Para que o mercado de seguros-saúde fosse melhor controlado, foi criada a Agência Nacional de Saúde Suplementar – ANS, contribuindo bastante na fiscalização dos planos de saúde. A ANS foi criada mediante a edição da Lei 9.961, de 28 de janeiro de 2000, trata-se de autarquia de regime especial vinculada ao Ministério da Saúde, com sede no Rio de Janeiro e atuação em todo o território nacional. Sua função principal é a fiscalização e regulação do setor de assistência de saúde complementar, com o intuito de promover a defesa do interesse público nas relações entre os prestadores de serviços de saúde com seus usuários, regulando o mercado a fim de que os participantes tenham uma relação equilibrada.

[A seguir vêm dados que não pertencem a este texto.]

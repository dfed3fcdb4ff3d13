//! whatif-core: shared types for statement extraction, merchant resolution and
//! the hypothetical-investment calculation.

pub mod company;
pub mod diagnostics;
pub mod money;
pub mod performance;
pub mod script;
pub mod statement;

pub use company::{CompanyRecord, Exchange, MatchConfidence, MatchResult};
pub use diagnostics::Diagnostics;
pub use money::{Currency, Money};
pub use performance::{PerformanceRecord, Unavailable};
pub use statement::{Dialect, RawPage, Transaction};
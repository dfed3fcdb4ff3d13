//! whatif-finance: reference data, merchant resolution, price lookups and the
//! hypothetical-investment calculation.

pub mod analysis;
pub mod enrich;
pub mod performance;
pub mod prices;
pub mod rates;
pub mod reference;
pub mod resolver;
pub mod similarity;

pub use analysis::{Analysis, UnavailableMatch, analyze};
pub use enrich::{IndexFormat, IndexSource};
pub use performance::PerformanceCalculator;
pub use prices::{CachedPriceService, PriceConfig, PricePoint, PriceService, YahooPriceService};
pub use rates::{FixedRates, RateSource};
pub use reference::{ReferenceConfig, ReferenceData, load_reference};
pub use resolver::{MerchantResolver, Resolution, ResolveStage, ResolverConfig};
//! Currency conversion rates.

use rust_decimal::Decimal;
use rust_decimal_macros::dec;
use serde::{Deserialize, Serialize};
use whatif_core::Currency;

pub trait RateSource {
    /// Units of `to` for one unit of `from`; `None` when no rate is known.
    fn rate(&self, from: Currency, to: Currency) -> Option<Decimal>;

    fn convert(&self, amount: Decimal, from: Currency, to: Currency) -> Option<Decimal> {
        if from == to {
            return Some(amount);
        }
        self.rate(from, to).map(|r| amount * r)
    }
}

/// Fixed table of USD values per currency unit. Not a live FX feed.
#[derive(Debug, Clone, PartialEq, Serialize, Deserialize)]
#[serde(default)]
pub struct FixedRates {
    pub ils: Decimal,
    pub eur: Decimal,
    pub gbp: Decimal,
}

impl Default for FixedRates {
    fn default() -> Self {
        Self {
            ils: dec!(0.27),
            eur: dec!(1.08),
            gbp: dec!(1.27),
        }
    }
}

impl FixedRates {
    fn usd_value(&self, currency: Currency) -> Decimal {
        match currency {
            Currency::Usd => Decimal::ONE,
            Currency::Ils => self.ils,
            Currency::Eur => self.eur,
            Currency::Gbp => self.gbp,
        }
    }
}

impl RateSource for FixedRates {
    fn rate(&self, from: Currency, to: Currency) -> Option<Decimal> {
        if from == to {
            return Some(Decimal::ONE);
        }
        let target = self.usd_value(to);
        if target.is_zero() {
            return None;
        }
        let source = self.usd_value(from);
        if source.is_zero() {
            return None;
        }
        Some(source / target)
    }
}
//! Hypothetical outcome of buying the merchant's shares instead.

use chrono::NaiveDate;
use rust_decimal::Decimal;
use tracing::debug;
use whatif_core::{MatchResult, Money, PerformanceRecord, Unavailable};

use crate::prices::PriceService;
use crate::rates::RateSource;

pub struct PerformanceCalculator<'a> {
    prices: &'a dyn PriceService,
    rates: &'a dyn RateSource,
}

impl<'a> PerformanceCalculator<'a> {
    pub fn new(prices: &'a dyn PriceService, rates: &'a dyn RateSource) -> Self {
        Self { prices, rates }
    }

    /// Every failure is local to this match; the caller moves on to the next one.
    pub fn evaluate(
        &self,
        matched: &MatchResult,
        today: NaiveDate,
    ) -> Result<PerformanceRecord, Unavailable> {
        let txn = &matched.transaction;
        if txn.date > today {
            return Err(Unavailable::FutureDate(txn.date));
        }

        let pricing = matched.company.exchange.pricing_currency();
        let invested = self
            .rates
            .convert(txn.amount, txn.currency, pricing)
            .ok_or(Unavailable::NoConversionRate {
                from: txn.currency,
                to: pricing,
            })?;

        let symbol = matched.company.quote_symbol();
        let series = self
            .prices
            .price_series(&symbol, txn.date)
            .map_err(|e| Unavailable::LookupFailed(format!("{e:#}")))?;
        let entry = series
            .iter()
            .find(|p| p.date >= txn.date)
            .ok_or(Unavailable::NoPriceHistory)?;
        if entry.close.is_zero() {
            return Err(Unavailable::ZeroEntryPrice);
        }

        let current = self
            .prices
            .current_price(&symbol)
            .map_err(|e| Unavailable::LookupFailed(format!("{e:#}")))?
            .ok_or(Unavailable::NoCurrentPrice)?;

        let delta = current - entry.close;
        let shares = invested / entry.close;
        let value_change = (shares * delta).round_dp(2);
        let percent_change = (delta / entry.close * Decimal::ONE_HUNDRED).round_dp(2);
        debug!(
            %symbol,
            entry = %entry.close,
            %current,
            %percent_change,
            "evaluated"
        );

        Ok(PerformanceRecord {
            matched: matched.clone(),
            entry_date: entry.date,
            entry_price: entry.close,
            current_price: current,
            invested: Money::new(invested.round_dp(2), pricing),
            percent_change,
            value_change,
        })
    }
}

#[cfg(test)]
mod tests {
    use super::*;
    use crate::prices::PricePoint;
    use crate::rates::FixedRates;
    use anyhow::{Result, bail};
    use rust_decimal_macros::dec;
    use std::cell::RefCell;
    use whatif_core::{CompanyRecord, Currency, Dialect, Exchange, MatchConfidence, Transaction};

    fn date(y: i32, m: u32, d: u32) -> NaiveDate {
        NaiveDate::from_ymd_opt(y, m, d).unwrap()
    }

    struct FakePrices {
        series: Vec<PricePoint>,
        current: Option<Decimal>,
        fail: bool,
        symbols: RefCell<Vec<String>>,
    }

    impl FakePrices {
        fn new(series: Vec<PricePoint>, current: Option<Decimal>) -> Self {
            Self {
                series,
                current,
                fail: false,
                symbols: RefCell::new(Vec::new()),
            }
        }
    }

    impl PriceService for FakePrices {
        fn price_series(&self, symbol: &str, start: NaiveDate) -> Result<Vec<PricePoint>> {
            self.symbols.borrow_mut().push(symbol.to_string());
            if self.fail {
                bail!("connection reset");
            }
            Ok(self.series.iter().filter(|p| p.date >= start).copied().collect())
        }

        fn current_price(&self, _symbol: &str) -> Result<Option<Decimal>> {
            Ok(self.current)
        }
    }

    fn matched(amount: Decimal, currency: Currency, on: NaiveDate, exchange: Exchange) -> MatchResult {
        MatchResult {
            transaction: Transaction {
                date: on,
                merchant_text: "NETFLIX.COM".to_string(),
                amount,
                currency,
                has_latin_script: true,
                original: None,
                kind: None,
                dialect: Dialect::SingleColumn,
                page: 0,
                date_ambiguous: false,
            },
            company: CompanyRecord::new("Netflix", "NFLX", exchange, &["netflix"]),
            match_confidence: MatchConfidence::Exact,
            match_score: None,
        }
    }

    fn series() -> Vec<PricePoint> {
        vec![
            PricePoint { date: date(2024, 3, 14), close: dec!(8) },
            PricePoint { date: date(2024, 3, 18), close: dec!(10) },
            PricePoint { date: date(2024, 3, 19), close: dec!(11) },
        ]
    }

    #[test]
    fn test_converts_and_uses_first_close_on_or_after_date() {
        let prices = FakePrices::new(series(), Some(dec!(15)));
        let rates = FixedRates::default();
        let calc = PerformanceCalculator::new(&prices, &rates);

        // Saturday purchase, first close is the following Monday
        let m = matched(dec!(100), Currency::Ils, date(2024, 3, 16), Exchange::Nasdaq);
        let rec = calc.evaluate(&m, date(2024, 6, 1)).unwrap();

        assert_eq!(rec.entry_date, date(2024, 3, 18));
        assert_eq!(rec.entry_price, dec!(10));
        assert_eq!(rec.current_price, dec!(15));
        assert_eq!(rec.invested, Money::new(dec!(27.00), Currency::Usd));
        assert_eq!(rec.value_change, dec!(13.50));
        assert_eq!(rec.percent_change, dec!(50.00));
        assert!(rec.is_gain());
    }

    #[test]
    fn test_same_currency_passes_amount_through() {
        let prices = FakePrices::new(series(), Some(dec!(5)));
        let rates = FixedRates::default();
        let calc = PerformanceCalculator::new(&prices, &rates);

        let m = matched(dec!(50), Currency::Ils, date(2024, 3, 18), Exchange::Tase);
        let rec = calc.evaluate(&m, date(2024, 6, 1)).unwrap();

        assert_eq!(rec.invested, Money::new(dec!(50), Currency::Ils));
        assert_eq!(rec.value_change, dec!(-25.00));
        assert_eq!(rec.percent_change, dec!(-50.00));
        assert_eq!(prices.symbols.borrow().as_slice(), ["NFLX.TA"]);
    }

    #[test]
    fn test_future_date_is_rejected_before_lookup() {
        let prices = FakePrices::new(series(), Some(dec!(15)));
        let rates = FixedRates::default();
        let calc = PerformanceCalculator::new(&prices, &rates);

        let m = matched(dec!(10), Currency::Usd, date(2030, 1, 1), Exchange::Nasdaq);
        assert_eq!(
            calc.evaluate(&m, date(2024, 6, 1)),
            Err(Unavailable::FutureDate(date(2030, 1, 1)))
        );
        assert!(prices.symbols.borrow().is_empty());
    }

    #[test]
    fn test_empty_series_is_unavailable() {
        let prices = FakePrices::new(Vec::new(), Some(dec!(15)));
        let rates = FixedRates::default();
        let calc = PerformanceCalculator::new(&prices, &rates);

        let m = matched(dec!(10), Currency::Usd, date(2024, 3, 18), Exchange::Nasdaq);
        assert_eq!(calc.evaluate(&m, date(2024, 6, 1)), Err(Unavailable::NoPriceHistory));
    }

    #[test]
    fn test_lookup_error_degrades() {
        let mut prices = FakePrices::new(series(), Some(dec!(15)));
        prices.fail = true;
        let rates = FixedRates::default();
        let calc = PerformanceCalculator::new(&prices, &rates);

        let m = matched(dec!(10), Currency::Usd, date(2024, 3, 18), Exchange::Nasdaq);
        match calc.evaluate(&m, date(2024, 6, 1)) {
            Err(Unavailable::LookupFailed(msg)) => assert!(msg.contains("connection reset")),
            other => panic!("unexpected {other:?}"),
        }
    }

    #[test]
    fn test_missing_current_price() {
        let prices = FakePrices::new(series(), None);
        let rates = FixedRates::default();
        let calc = PerformanceCalculator::new(&prices, &rates);

        let m = matched(dec!(10), Currency::Usd, date(2024, 3, 18), Exchange::Nasdaq);
        assert_eq!(calc.evaluate(&m, date(2024, 6, 1)), Err(Unavailable::NoCurrentPrice));
    }

    #[test]
    fn test_missing_rate() {
        let prices = FakePrices::new(series(), Some(dec!(15)));
        let rates = FixedRates { gbp: Decimal::ZERO, ..FixedRates::default() };
        let calc = PerformanceCalculator::new(&prices, &rates);

        let m = matched(dec!(10), Currency::Ils, date(2024, 3, 18), Exchange::Lse);
        assert_eq!(
            calc.evaluate(&m, date(2024, 6, 1)),
            Err(Unavailable::NoConversionRate { from: Currency::Ils, to: Currency::Gbp })
        );
    }
}
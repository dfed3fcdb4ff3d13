//! Optional enrichment from published index-constituent lists (CSV or HTML tables).
//!
//! Best effort only: every failure is logged and the embedded data stands.

use anyhow::{Context, Result, anyhow, bail};
use reqwest::blocking::Client;
use scraper::{ElementRef, Html, Selector};
use serde::{Deserialize, Serialize};
use std::io::Read;
use std::time::Duration;
use tracing::{info, warn};
use whatif_core::{CompanyRecord, Exchange};

use crate::reference::ReferenceData;

#[derive(Debug, Clone, Copy, Default, PartialEq, Eq, Serialize, Deserialize)]
#[serde(rename_all = "kebab-case")]
pub enum IndexFormat {
    #[default]
    Csv,
    /// First table on the page whose header row has both columns.
    HtmlTable,
}

#[derive(Debug, Clone, PartialEq, Eq, Serialize, Deserialize)]
pub struct IndexSource {
    pub name: String,
    pub url: String,
    #[serde(default)]
    pub format: IndexFormat,
    pub symbol_column: String,
    pub name_column: String,
    /// Venue the listed tickers are priced on.
    pub exchange: Exchange,
}

impl IndexSource {
    pub fn sp500() -> Self {
        Self {
            name: "S&P 500".to_string(),
            url: "https://raw.githubusercontent.com/datasets/s-and-p-500-companies/main/data/constituents.csv"
                .to_string(),
            format: IndexFormat::Csv,
            symbol_column: "Symbol".to_string(),
            name_column: "Security".to_string(),
            exchange: Exchange::Nyse,
        }
    }

    fn wikipedia(name: &str, page: &str, symbol: &str, company: &str, exchange: Exchange) -> Self {
        Self {
            name: name.to_string(),
            url: format!("https://en.wikipedia.org/wiki/{page}"),
            format: IndexFormat::HtmlTable,
            symbol_column: symbol.to_string(),
            name_column: company.to_string(),
            exchange,
        }
    }

    pub fn nasdaq100() -> Self {
        Self::wikipedia("NASDAQ-100", "NASDAQ-100", "Ticker", "Company", Exchange::Nasdaq)
    }

    pub fn tase() -> Self {
        Self::wikipedia(
            "Tel Aviv Stock Exchange",
            "List_of_companies_listed_on_the_Tel_Aviv_Stock_Exchange",
            "Symbol",
            "Company",
            Exchange::Tase,
        )
    }

    pub fn ftse100() -> Self {
        Self::wikipedia("FTSE 100", "FTSE_100_Index", "Ticker", "Company", Exchange::Lse)
    }

    pub fn dax() -> Self {
        Self::wikipedia("DAX", "DAX", "Ticker", "Company", Exchange::Xetra)
    }

    /// Every list shipped in the default config.
    pub fn defaults() -> Vec<Self> {
        vec![
            Self::sp500(),
            Self::nasdaq100(),
            Self::tase(),
            Self::ftse100(),
            Self::dax(),
        ]
    }
}

/// Fetch every source and add unknown tickers. Returns the number of companies added.
pub fn enrich_from_indexes(
    reference: &mut ReferenceData,
    sources: &[IndexSource],
    timeout: Duration,
) -> usize {
    let client = match Client::builder().timeout(timeout).build() {
        Ok(c) => c,
        Err(e) => {
            warn!("index enrichment disabled: {e}");
            return 0;
        }
    };

    let mut added = 0;
    for source in sources {
        match fetch_constituents(&client, source) {
            Ok(companies) => {
                let n = reference.add_companies(companies);
                info!(source = %source.name, added = n, "merged index constituents");
                added += n;
            }
            Err(e) => warn!(source = %source.name, "could not load index constituents: {e:#}"),
        }
    }
    added
}

pub fn fetch_constituents(client: &Client, source: &IndexSource) -> Result<Vec<CompanyRecord>> {
    let resp = client
        .get(&source.url)
        .send()
        .with_context(|| format!("GET {}", source.url))?;
    let status = resp.status();
    if !status.is_success() {
        bail!("HTTP {status} from {}", source.url);
    }
    let body = resp.text().context("read constituents body")?;
    match source.format {
        IndexFormat::Csv => parse_constituents(body.as_bytes(), source),
        IndexFormat::HtmlTable => parse_html_constituents(&body, source),
    }
}

pub fn parse_constituents<R: Read>(reader: R, source: &IndexSource) -> Result<Vec<CompanyRecord>> {
    let mut rdr = csv::ReaderBuilder::new().flexible(true).from_reader(reader);

    let headers = rdr.headers()?.clone();
    let position = |column: &str| {
        headers
            .iter()
            .position(|h| header_matches(h, column))
            .with_context(|| format!("column {column:?} not found in {}", source.name))
    };
    let symbol_idx = position(&source.symbol_column)?;
    let name_idx = position(&source.name_column)?;

    let mut out = Vec::new();
    for result in rdr.records() {
        let record = result?;
        let symbol = record.get(symbol_idx).unwrap_or("");
        let name = record.get(name_idx).unwrap_or("");
        out.extend(constituent(symbol, name, source));
    }

    Ok(out)
}

/// Rows of the first `<table>` whose header row names both columns.
pub fn parse_html_constituents(html: &str, source: &IndexSource) -> Result<Vec<CompanyRecord>> {
    let table_sel = Selector::parse("table").map_err(|e| anyhow!("table selector: {e:?}"))?;
    let row_sel = Selector::parse("tr").map_err(|e| anyhow!("tr selector: {e:?}"))?;
    let doc = Html::parse_document(html);

    for table in doc.select(&table_sel) {
        let mut rows = table.select(&row_sel).map(row_cells);
        let Some(headers) = rows.next() else {
            continue;
        };
        let position = |column: &str| headers.iter().position(|h| header_matches(h, column));
        let (Some(symbol_idx), Some(name_idx)) =
            (position(&source.symbol_column), position(&source.name_column))
        else {
            continue;
        };

        let mut out = Vec::new();
        for cells in rows {
            let symbol = cells.get(symbol_idx).map(String::as_str).unwrap_or("");
            let name = cells.get(name_idx).map(String::as_str).unwrap_or("");
            out.extend(constituent(symbol, name, source));
        }
        return Ok(out);
    }

    bail!(
        "no table with columns {:?} and {:?} in {}",
        source.symbol_column,
        source.name_column,
        source.name
    )
}

fn row_cells(tr: ElementRef<'_>) -> Vec<String> {
    tr.children()
        .filter_map(ElementRef::wrap)
        .filter(|cell| matches!(cell.value().name(), "td" | "th"))
        .map(|cell| {
            let text = cell.text().collect::<Vec<_>>().join(" ");
            text.split_whitespace().collect::<Vec<_>>().join(" ")
        })
        .collect()
}

/// Case-insensitive, ignoring footnote markers such as "Ticker[4]".
fn header_matches(header: &str, column: &str) -> bool {
    let header = header.split('[').next().unwrap_or(header).trim();
    header.eq_ignore_ascii_case(column.trim())
}

fn constituent(symbol: &str, name: &str, source: &IndexSource) -> Option<CompanyRecord> {
    let symbol = symbol.trim();
    let name = name.trim();
    if symbol.is_empty() || name.is_empty() {
        return None;
    }
    // Lists sometimes print the venue suffix ("ADS.DE"); quote symbols add it back.
    let suffix = source.exchange.quote_suffix();
    let symbol = if suffix.is_empty() {
        symbol
    } else {
        symbol.strip_suffix(suffix).unwrap_or(symbol)
    };

    let short = strip_corporate_suffix(name);
    let aliases: Vec<&str> = if short != name { vec![short] } else { Vec::new() };
    Some(CompanyRecord::new(name, symbol, source.exchange, &aliases))
}

/// "Apple Inc." -> "Apple", "Costco Wholesale Corp" -> "Costco Wholesale".
fn strip_corporate_suffix(name: &str) -> &str {
    const SUFFIXES: [&str; 11] = [
        " inc.", " inc", " corp.", " corp", " corporation", " co.", " company", " ltd.", " ltd",
        " plc", " llc",
    ];
    let trimmed = name.trim_end_matches([',', ' ']);
    let lower = trimmed.to_lowercase();
    for suffix in SUFFIXES {
        if !lower.ends_with(suffix) {
            continue;
        }
        if let Some(head) = trimmed.get(..trimmed.len().saturating_sub(suffix.len())) {
            return head.trim_end_matches([',', ' ']);
        }
    }
    trimmed
}
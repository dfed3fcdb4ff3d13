//! Statement-level records produced by extraction.

use chrono::NaiveDate;
use rust_decimal::Decimal;
use serde::{Deserialize, Serialize};

use crate::money::{Currency, Money};

/// Plain text of one PDF page, as handed over by the page decoder.
#[derive(Debug, Clone, PartialEq, Eq)]
pub struct RawPage {
    pub index: usize,
    pub text: String,
}

impl RawPage {
    pub fn new(index: usize, text: impl Into<String>) -> Self {
        Self {
            index,
            text: text.into(),
        }
    }
}

/// Statement layout variant, in the order the parser tries them.
#[derive(Debug, Clone, Copy, PartialEq, Eq, Hash, Serialize, Deserialize)]
pub enum Dialect {
    /// `amount amount [type] description date`
    #[serde(rename = "dual-column")]
    DualColumn,
    /// `date description currency amount`
    #[serde(rename = "single-column")]
    SingleColumn,
    /// `date description amount currency`
    #[serde(rename = "single-column-trailing-symbol")]
    SingleColumnTrailingSymbol,
}

impl Dialect {
    pub const PRIORITY: [Dialect; 3] = [
        Dialect::DualColumn,
        Dialect::SingleColumn,
        Dialect::SingleColumnTrailingSymbol,
    ];
}

/// One purchase line from a statement.
#[derive(Debug, Clone, PartialEq, Eq, Serialize, Deserialize)]
pub struct Transaction {
    pub date: NaiveDate,
    pub merchant_text: String,
    /// Charged amount. Non-negative; refunds are not modelled.
    pub amount: Decimal,
    pub currency: Currency,
    pub has_latin_script: bool,
    /// Original-currency amount from the second column of dual-column statements.
    pub original: Option<Money>,
    /// Transaction-type column ("רגילה", "תשלומים", ...) when present.
    pub kind: Option<String>,
    pub dialect: Dialect,
    pub page: usize,
    /// Day and month could be swapped without producing an invalid date.
    pub date_ambiguous: bool,
}

impl Transaction {
    pub fn charged(&self) -> Money {
        Money::new(self.amount, self.currency)
    }
}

Atualmente, em face da Lei n. 9.656/98, é possível a divisão dos contratos que prestam serviços de assistência à saúde em três tipos de planos de saúde. O primeiro desses contratos é aquele que foi celebrado antes da publicação da Lei n. 9.656/98204, desse modo, a cobertura à época ofertada é a mesma expressa no instrumento contratual, com suas respectivas exclusões. O segundo tipo de contrato é o que foi celebrado a partir da vigência da Lei 9.656/98, já influenciados pelas regulamentações da ANS, contemplando, por exemplo, a ineficácia de limitação de consultas, exames ou dias de internação, tendo o Superior Tribunal de Justiça editado a Súmula 302: “É abusiva a cláusula contratual de plano de saúde que limita no tempo a internação hospitalar do segurado”. E, por fim, contrato adaptado, que é aquele celebrado anteriormente à Lei n. 9.656/98, mas que sofreu adaptações em razão desta, garantindo aos consumidores os mesmos direitos atribuídos aos consumidores que entraram no sistema após a mencionada Lei. É certo que a adaptação dos planos antigos à nova Lei é opção do consumidor que, caso queira, pode permanecer no plano celebrado antes da Lei n. 9.656/98 e, mesmo que a escolha caiba ao consumidor, é obrigação da prestadora de serviços dar todas as informações sobre as conseqüências da troca do tipo de plano de saúde, já que nem sempre a troca pode ser interessante ao perfil do consumidor. Novamente verifica-se a importância do direito à informação como instrumento de pacificação social e também como proteção ao fornecedor que, cumprindo com esta norma cogente, realiza uma contratação hígida, muito mais difícil de ser debatida, judicial ou administrativamente.

Outro exemplo de cláusula abusiva, nesta espécie de contrato, diz respeito aumento de mensalidade em plano/seguro saúde por faixa etária. A Lei 9.656/98, apesar de conter regra específica, somente pacificou, em parte, essa questão, já que o tema nos contratos a ela anteriores e sem adaptação continuam a gerar conflitos. A Lei 9.656/98, em seu artigo 15 determina que as faixas etárias devem estar muito bem aclaradas no contrato e de acordo com as regras estabelecidas pela ANS. A referida agência reguladora, por norma complementar, autorizou a inserção, nesses contratos, de no máximo seis faixas etárias, sendo que a última não pode ser maior do que seis vezes o valor da primeira faixa etária contratual. Já no artigo 35, cuidou a Lei de regular o tema, nos casos de adaptação do contrato antigo às novas disposições legais. Portanto, quem assinou contrato após 01/01/1999, ou mesmo quem fez a adaptação, tem as regras claramente ditadas pela Lei 9.656/98. Mas, como já dito, alguns problemas persistem: a repactuação, o aumento em contratos coletivos ou empresariais e, principalmente, o caso dos usuários com contratos antigos individuais ou familiares. Ainda existem contratos com todos os tipos de cláusulas nesse tema, sendo uma boa parte delas abusivas. Alguns contratos possuem cláusula autorizando o aumento sem percentual previamente definido, outros com fixação em índices dos mais variados tipos, outros com aumento anual de 5% por faixa etária, a partir de determinada idade, normalmente 65 anos e assim por diante. Outros inserem cláusula aberta, deixando a fixação do percentual condicionado às circunstâncias do momento do aniversário. O que não se pode aceitar.